Describe the indication and procedure of surgical management.
Indication: women with endometrial cancer who are postmenopausal, perimenopausal, or do not intend to become pregnant
Procedures
Total hysterectomy with bilateral salpingo-oophorectomy (TAH/BSO) with or without lymph node removal
Advanced radical hysterectomy and removal of the upper vagina according to Wertheim-Meigs additional
Describe the nonsurgical management.
Progestins: Indicated for women with early stage endometrial carcinoma (well-differentiated and progesterone and estrogen receptor positive) , who would prefer to avoid TAH-BSO and preserve fertility, or as adjuvant therapy
Radiotherapy and/or chemotherapy (adjuvant or palliative)

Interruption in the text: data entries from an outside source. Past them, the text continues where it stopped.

//! Configuration for the extraction pipeline.
//!
//! One `Config` instance is created per run and passed by reference to every
//! pipeline stage. There is no process-wide mutable state. All length units
//! are typographic points (1/72 inch).

use std::collections::HashSet;

use lazy_static::lazy_static;
use regex::Regex;

lazy_static! {
    static ref DEFAULT_ITEM_LABEL_REGEXES: Vec<Regex> = vec![
        Regex::new(r"^\d+\.").unwrap(),
        Regex::new(r"^\(\d+\)").unwrap(),
        Regex::new(r"^[a-z]\)").unwrap(),
        Regex::new(r"^-\s").unwrap(),
    ];
}

/// Pipeline configuration.
///
/// All fields have sensible defaults; use the builder-style `with_*` methods
/// to override individual values.
#[derive(Debug, Clone)]
pub struct Config {
    /// Decimals used when rounding coordinates for frequency counters.
    pub coords_prec: i32,

    /// Decimals used when rounding font sizes for frequency counters.
    pub font_size_prec: i32,

    /// Decimals used when rounding line distances for frequency counters.
    pub line_dist_prec: i32,

    /// Max |Δ| below which two coordinates are deemed equal.
    pub coords_equal_tolerance: f64,

    /// Max |Δ| below which two font sizes are deemed equal.
    pub fs_equal_tolerance: f64,

    /// Minimum y-overlap ratio for two consecutive words to count as members
    /// of the same text line (word statistics).
    pub min_y_overlap_ratio_same_line: f64,

    /// Maximum y-overlap ratio for two consecutive words to count as members
    /// of different text lines (word statistics).
    pub max_y_overlap_ratio_different_line: f64,

    /// Inter-character space, as a multiple of the largest font size in the
    /// current word, that starts a new word.
    pub min_word_break_space: f64,

    /// Minimum number of page elements for the "overlapping elements near the
    /// cut's top or bottom" x-cut veto to apply.
    pub overlapping_min_num_elements: usize,

    /// Margin threshold of that veto, as a multiple of the average character
    /// height.
    pub overlapping_elements_margin_factor: f64,

    /// Gap-width threshold of the "small gap" x-cut veto, as a multiple of
    /// the average character width.
    pub small_gap_width_factor: f64,

    /// Gap-height threshold of the "small gap" x-cut veto, as a multiple of
    /// the average character height.
    pub small_gap_height_factor: f64,

    /// Minimum y-overlap ratio between two words of consecutive extraction
    /// rank for the "contiguous words" x-cut veto.
    pub contiguous_words_y_overlap_ratio_threshold: f64,

    /// Width threshold of the "slim groups" x-cut veto, as a multiple of the
    /// average character width.
    pub slim_group_width_factor: f64,

    /// Minimum gap width of an x-cut candidate, as a multiple of the most
    /// frequent word distance.
    pub min_x_cut_gap_width_factor: f64,

    /// Minimum gap height of a y-cut candidate, in points.
    pub min_y_cut_gap_height: f64,

    /// Maximum number of elements an error-tolerant x-cut may slice through.
    pub x_cut_max_num_overlapping_elements: usize,

    /// Decimals used when rounding line right-x values for the segment trim
    /// box.
    pub trim_box_coords_prec: i32,

    /// Minimum fraction of a segment's lines that must share the most
    /// frequent right-x for the trim box to adopt it.
    pub min_perc_lines_same_right_x: f64,

    /// Multiple of the most frequent line distance above which a line starts
    /// a new text block.
    pub line_distance_factor: f64,

    /// Threshold of the line-centering check, as a multiple of the average
    /// character width.
    pub centering_x_offset_threshold_factor: f64,

    /// Maximum number of justified lines a centered block may contain.
    pub centering_max_num_justified_lines: usize,

    /// Minimum text length for a line to count as "long" in the
    /// hanging-indent analysis.
    pub hang_indent_min_length_long_lines: usize,

    /// Minimum fraction of indented lines sharing the most frequent left
    /// margin for a block to be in hanging-indent format.
    pub hang_indent_min_perc_lines_same_left_margin: f64,

    /// Minimum number of non-indented lines for hanging-indent rule (b).
    pub hang_indent_num_non_indented_lines_threshold: usize,

    /// Maximum number of lowercased non-indented lines before hanging indent
    /// is vetoed.
    pub hang_indent_num_lower_non_indented_lines_threshold: usize,

    /// Minimum number of long lines for hanging-indent rule (c).
    pub hang_indent_num_long_lines_threshold: usize,

    /// Minimum number of lowercased indented lines for hanging-indent
    /// rule (c).
    pub hang_indent_num_lower_indented_lines_threshold: usize,

    /// Lowercase last-name prefixes exempted from the "lowercased
    /// non-indented line" hanging-indent veto.
    pub last_name_prefixes: HashSet<String>,

    /// Characters identifying a line as part of a display formula.
    pub formula_id_alphabet: &'static str,

    /// Characters accepted as superscripted item labels.
    pub super_item_label_alphabet: &'static str,

    /// Characters accepted as footnote labels (in addition to alphanumeric
    /// superscripts).
    pub footnote_label_alphabet: &'static str,

    /// Patterns identifying enumeration-item labels at line starts.
    pub item_label_regexes: Vec<Regex>,

    /// Target length of the BPE token sequence fed to the role classifier.
    pub word_block_tokens: usize,

    /// Parse embedded font files for glyph bounding boxes and font style.
    pub parse_embedded_font_files: bool,

    /// When set, per-page debug logging is restricted to this page number.
    pub log_page_filter: Option<u32>,
}

impl Default for Config {
    fn default() -> Self {
        Self::new()
    }
}

impl Config {
    /// Create a new configuration with defaults.
    pub fn new() -> Self {
        Self {
            coords_prec: 1,
            font_size_prec: 1,
            line_dist_prec: 1,
            coords_equal_tolerance: 0.1,
            fs_equal_tolerance: 1.0,
            min_y_overlap_ratio_same_line: 0.5,
            max_y_overlap_ratio_different_line: 0.0,
            min_word_break_space: 0.15,
            overlapping_min_num_elements: 500,
            overlapping_elements_margin_factor: 5.0,
            small_gap_width_factor: 2.0,
            small_gap_height_factor: 2.0,
            contiguous_words_y_overlap_ratio_threshold: 0.1,
            slim_group_width_factor: 10.0,
            min_x_cut_gap_width_factor: 2.0,
            min_y_cut_gap_height: 2.0,
            x_cut_max_num_overlapping_elements: 1,
            trim_box_coords_prec: 0,
            min_perc_lines_same_right_x: 0.5,
            line_distance_factor: 1.1,
            centering_x_offset_threshold_factor: 2.0,
            centering_max_num_justified_lines: 5,
            hang_indent_min_length_long_lines: 3,
            hang_indent_min_perc_lines_same_left_margin: 0.5,
            hang_indent_num_non_indented_lines_threshold: 10,
            hang_indent_num_lower_non_indented_lines_threshold: 0,
            hang_indent_num_long_lines_threshold: 4,
            hang_indent_num_lower_indented_lines_threshold: 1,
            last_name_prefixes: ["van", "von", "de"]
                .iter()
                .map(|s| s.to_string())
                .collect(),
            formula_id_alphabet: "=+",
            super_item_label_alphabet: "*∗†‡§‖¶?0123456789",
            footnote_label_alphabet: "*∗†‡§‖¶?",
            item_label_regexes: DEFAULT_ITEM_LABEL_REGEXES.clone(),
            word_block_tokens: 100,
            parse_embedded_font_files: true,
            log_page_filter: None,
        }
    }

    /// Set the decimals used when rounding coordinates.
    pub fn with_coords_prec(mut self, prec: i32) -> Self {
        self.coords_prec = prec;
        self
    }

    /// Set the word-break space factor.
    pub fn with_min_word_break_space(mut self, factor: f64) -> Self {
        self.min_word_break_space = factor;
        self
    }

    /// Set the font-size equality tolerance.
    pub fn with_fs_equal_tolerance(mut self, tolerance: f64) -> Self {
        self.fs_equal_tolerance = tolerance;
        self
    }

    /// Restrict per-page debug logging to a single page.
    pub fn with_log_page_filter(mut self, page: Option<u32>) -> Self {
        self.log_page_filter = page;
        self
    }

    /// Whether per-page debug output should be emitted for the given page.
    pub fn log_page_enabled(&self, page_num: u32) -> bool {
        match self.log_page_filter {
            Some(filter) => filter == page_num,
            None => true,
        }
    }
}
//! Glyph-name to Unicode fallback table.
//!
//! Fonts with missing or broken encodings still carry meaningful glyph
//! names. This table maps the common Adobe glyph names (plus the display
//! variants used by math fonts) to code points, and is consulted when a
//! character-draw event carries no usable Unicode data.

use phf::phf_map;

static GLYPH_NAMES: phf::Map<&'static str, u32> = phf_map! {
    // Punctuation and symbols
    "space" => 0x0020,
    "exclam" => 0x0021,
    "quotedbl" => 0x0022,
    "numbersign" => 0x0023,
    "dollar" => 0x0024,
    "percent" => 0x0025,
    "ampersand" => 0x0026,
    "quotesingle" => 0x0027,
    "parenleft" => 0x0028,
    "parenright" => 0x0029,
    "asterisk" => 0x002A,
    "plus" => 0x002B,
    "comma" => 0x002C,
    "hyphen" => 0x002D,
    "period" => 0x002E,
    "slash" => 0x002F,
    "colon" => 0x003A,
    "semicolon" => 0x003B,
    "less" => 0x003C,
    "equal" => 0x003D,
    "greater" => 0x003E,
    "question" => 0x003F,
    "at" => 0x0040,
    "bracketleft" => 0x005B,
    "backslash" => 0x005C,
    "bracketright" => 0x005D,
    "asciicircum" => 0x005E,
    "underscore" => 0x005F,
    "grave" => 0x0060,
    "braceleft" => 0x007B,
    "bar" => 0x007C,
    "braceright" => 0x007D,
    "asciitilde" => 0x007E,
    "exclamdown" => 0x00A1,
    "cent" => 0x00A2,
    "sterling" => 0x00A3,
    "yen" => 0x00A5,
    "section" => 0x00A7,
    "dieresis" => 0x00A8,
    "copyright" => 0x00A9,
    "guillemotleft" => 0x00AB,
    "registered" => 0x00AE,
    "macron" => 0x00AF,
    "degree" => 0x00B0,
    "plusminus" => 0x00B1,
    "acute" => 0x00B4,
    "mu" => 0x00B5,
    "paragraph" => 0x00B6,
    "periodcentered" => 0x00B7,
    "cedilla" => 0x00B8,
    "guillemotright" => 0x00BB,
    "questiondown" => 0x00BF,
    "multiply" => 0x00D7,
    "divide" => 0x00F7,
    // Digits
    "zero" => 0x0030,
    "one" => 0x0031,
    "two" => 0x0032,
    "three" => 0x0033,
    "four" => 0x0034,
    "five" => 0x0035,
    "six" => 0x0036,
    "seven" => 0x0037,
    "eight" => 0x0038,
    "nine" => 0x0039,
    // Dashes and quotes
    "endash" => 0x2013,
    "emdash" => 0x2014,
    "quoteleft" => 0x2018,
    "quoteright" => 0x2019,
    "quotesinglbase" => 0x201A,
    "quotedblleft" => 0x201C,
    "quotedblright" => 0x201D,
    "quotedblbase" => 0x201E,
    "dagger" => 0x2020,
    "daggerdbl" => 0x2021,
    "bullet" => 0x2022,
    "ellipsis" => 0x2026,
    "perthousand" => 0x2030,
    "guilsinglleft" => 0x2039,
    "guilsinglright" => 0x203A,
    "fraction" => 0x2044,
    "euro" => 0x20AC,
    "trademark" => 0x2122,
    "minus" => 0x2212,
    // Ligatures
    "fi" => 0xFB01,
    "fl" => 0xFB02,
    "ff" => 0xFB00,
    "ffi" => 0xFB03,
    "ffl" => 0xFB04,
    // Accented-letter building blocks
    "circumflex" => 0x02C6,
    "caron" => 0x02C7,
    "breve" => 0x02D8,
    "dotaccent" => 0x02D9,
    "ring" => 0x02DA,
    "ogonek" => 0x02DB,
    "tilde" => 0x02DC,
    "hungarumlaut" => 0x02DD,
    "dotlessi" => 0x0131,
    "germandbls" => 0x00DF,
    "ae" => 0x00E6,
    "AE" => 0x00C6,
    "oe" => 0x0153,
    "OE" => 0x0152,
    "oslash" => 0x00F8,
    "Oslash" => 0x00D8,
    // Greek (lowercase)
    "alpha" => 0x03B1,
    "beta" => 0x03B2,
    "gamma" => 0x03B3,
    "delta" => 0x03B4,
    "epsilon" => 0x03B5,
    "zeta" => 0x03B6,
    "eta" => 0x03B7,
    "theta" => 0x03B8,
    "iota" => 0x03B9,
    "kappa" => 0x03BA,
    "lambda" => 0x03BB,
    "nu" => 0x03BD,
    "xi" => 0x03BE,
    "pi" => 0x03C0,
    "rho" => 0x03C1,
    "sigma" => 0x03C3,
    "tau" => 0x03C4,
    "upsilon" => 0x03C5,
    "phi" => 0x03C6,
    "chi" => 0x03C7,
    "psi" => 0x03C8,
    "omega" => 0x03C9,
    // Greek (uppercase)
    "Gamma" => 0x0393,
    "Delta" => 0x0394,
    "Theta" => 0x0398,
    "Lambda" => 0x039B,
    "Xi" => 0x039E,
    "Pi" => 0x03A0,
    "Sigma" => 0x03A3,
    "Upsilon" => 0x03A5,
    "Phi" => 0x03A6,
    "Psi" => 0x03A8,
    "Omega" => 0x03A9,
    // Math operators (including the display variants of math fonts)
    "infinity" => 0x221E,
    "partialdiff" => 0x2202,
    "nabla" => 0x2207,
    "element" => 0x2208,
    "product" => 0x220F,
    "productdisplay" => 0x220F,
    "producttext" => 0x220F,
    "summation" => 0x2211,
    "summationdisplay" => 0x2211,
    "summationtext" => 0x2211,
    "integral" => 0x222B,
    "integraldisplay" => 0x222B,
    "integraltext" => 0x222B,
    "uniondisplay" => 0x22C3,
    "uniontext" => 0x22C3,
    "intersectiondisplay" => 0x22C2,
    "intersectiontext" => 0x22C2,
    "radical" => 0x221A,
    "proportional" => 0x221D,
    "approxequal" => 0x2248,
    "notequal" => 0x2260,
    "equivalence" => 0x2261,
    "lessequal" => 0x2264,
    "greaterequal" => 0x2265,
    "arrowleft" => 0x2190,
    "arrowup" => 0x2191,
    "arrowright" => 0x2192,
    "arrowdown" => 0x2193,
    "arrowdblright" => 0x21D2,
    "arrowdblboth" => 0x21D4,
};

/// Look up the Unicode code point for a glyph name.
///
/// Also handles the `uniXXXX` and `uXXXX[XX]` naming conventions.
pub fn to_unicode(glyph_name: &str) -> Option<u32> {
    if let Some(&code) = GLYPH_NAMES.get(glyph_name) {
        return Some(code);
    }

    // Single-letter names map to themselves (a-z, A-Z).
    let mut chars = glyph_name.chars();
    if let (Some(c), None) = (chars.next(), chars.next()) {
        if c.is_ascii_alphabetic() {
            return Some(c as u32);
        }
    }

    // "uniXXXX" names carry the code point in hex.
    if let Some(hex) = glyph_name.strip_prefix("uni") {
        if hex.len() == 4 {
            if let Ok(code) = u32::from_str_radix(hex, 16) {
                return Some(code);
            }
        }
    }

    // "uXXXX" to "uXXXXXX" names likewise.
    if let Some(hex) = glyph_name.strip_prefix('u') {
        if (4..=6).contains(&hex.len()) && hex.chars().all(|c| c.is_ascii_hexdigit()) {
            if let Ok(code) = u32::from_str_radix(hex, 16) {
                return Some(code);
            }
        }
    }

    None
}

#[cfg(test)]
mod tests {
    use super::*;

    #[test]
    fn test_named_glyphs() {
        assert_eq!(to_unicode("summationdisplay"), Some(0x2211));
        assert_eq!(to_unicode("fi"), Some(0xFB01));
        assert_eq!(to_unicode("alpha"), Some(0x03B1));
        assert_eq!(to_unicode("quoteright"), Some(0x2019));
    }

    #[test]
    fn test_single_letter_names() {
        assert_eq!(to_unicode("a"), Some('a' as u32));
        assert_eq!(to_unicode("Z"), Some('Z' as u32));
    }

    #[test]
    fn test_uni_names() {
        assert_eq!(to_unicode("uni0041"), Some(0x41));
        assert_eq!(to_unicode("u1D400"), Some(0x1D400));
    }

    #[test]
    fn test_unknown_names() {
        assert_eq!(to_unicode("g123"), None);
        assert_eq!(to_unicode(""), None);
        assert_eq!(to_unicode("unixyzw"), None);
    }
}
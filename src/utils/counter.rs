//! Frequency counters with insertion-order tie-breaking.
//!
//! "Most frequent" values throughout the pipeline (font sizes, word gaps,
//! line distances, right-x coordinates) are the argmax over one of these
//! counters. Ties are broken by insertion order: the key counted first
//! wins. The counters are backed by `IndexMap`, which preserves insertion
//! order, so the argmax is deterministic.

use indexmap::IndexMap;

/// A frequency counter over `f64` keys.
///
/// Callers are expected to round values before counting (see
/// [`crate::utils::math::round`]); two keys are equal iff their rounded
/// values are bit-identical.
#[derive(Debug, Clone, Default)]
pub struct DoubleCounter {
    counts: IndexMap<u64, (f64, u64)>,
}

impl DoubleCounter {
    /// Create an empty counter.
    pub fn new() -> Self {
        Self::default()
    }

    /// Count one occurrence of `value`.
    pub fn add(&mut self, value: f64) {
        // Collapse -0.0 and 0.0 into one key.
        let value = if value == 0.0 { 0.0 } else { value };
        let entry = self.counts.entry(value.to_bits()).or_insert((value, 0));
        entry.1 += 1;
    }

    /// The most frequent value, or `None` when the counter is empty.
    pub fn most_freq(&self) -> Option<f64> {
        self.most_freq_and_count().map(|(value, _)| value)
    }

    /// The most frequent value together with its count.
    pub fn most_freq_and_count(&self) -> Option<(f64, u64)> {
        let mut best: Option<(f64, u64)> = None;
        for &(value, count) in self.counts.values() {
            match best {
                Some((_, best_count)) if count <= best_count => {}
                _ => best = Some((value, count)),
            }
        }
        best
    }

    /// Number of distinct keys.
    pub fn len(&self) -> usize {
        self.counts.len()
    }

    /// Whether no value has been counted yet.
    pub fn is_empty(&self) -> bool {
        self.counts.is_empty()
    }
}

/// A frequency counter over string keys.
#[derive(Debug, Clone, Default)]
pub struct StringCounter {
    counts: IndexMap<String, u64>,
}

impl StringCounter {
    /// Create an empty counter.
    pub fn new() -> Self {
        Self::default()
    }

    /// Count one occurrence of `value`.
    pub fn add(&mut self, value: &str) {
        match self.counts.get_mut(value) {
            Some(count) => *count += 1,
            None => {
                self.counts.insert(value.to_string(), 1);
            }
        }
    }

    /// The most frequent string, or `None` when the counter is empty.
    pub fn most_freq(&self) -> Option<&str> {
        let mut best: Option<(&str, u64)> = None;
        for (value, &count) in &self.counts {
            match best {
                Some((_, best_count)) if count <= best_count => {}
                _ => best = Some((value, count)),
            }
        }
        best.map(|(value, _)| value)
    }

    /// Whether no value has been counted yet.
    pub fn is_empty(&self) -> bool {
        self.counts.is_empty()
    }
}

Describe a complication of endometrial cancer.
An accumulation of pus in the uterine cavity
Caused by infection resulting from obstruction of the cervical opening by the tumor and secondary blood stasis (hematometra)
Can develop in patients with duplication of the cervix or as an uncommon complication of gynecological malignancy
Presented with purulent vaginal discharge, lower abdominal pain, and enlarged uterus
Diagnosed by imaging studies (e.g., abdominal ultrasound or CT scan)
Treated with drainage and dilation of the cervical lumen
Describe the prognosis.
Endometrial cancer has the 2nd best prognosis (after cervical cancer) of all gynecological cancers in the US.
Cancer stage at diagnosis determines the 5-year survival rate:
Localized endometrial carcinoma: > 90 %
Metastasized endometrial cancer: 16.8 %
Death rate: 4.9 per 100,000 women per year
Types of endometrial carcinomas that are well-differentiated and possess estrogen receptors (type I) have a more favorable prognosis.
Clear cell and papillary serous carcinomas (type II) have an aggressive course and a poor prognosis.
To remember the prognoses of gynecological cancers, think of “CEOs (Cervical, Endometrial, Ovarian cancers) progressively decline.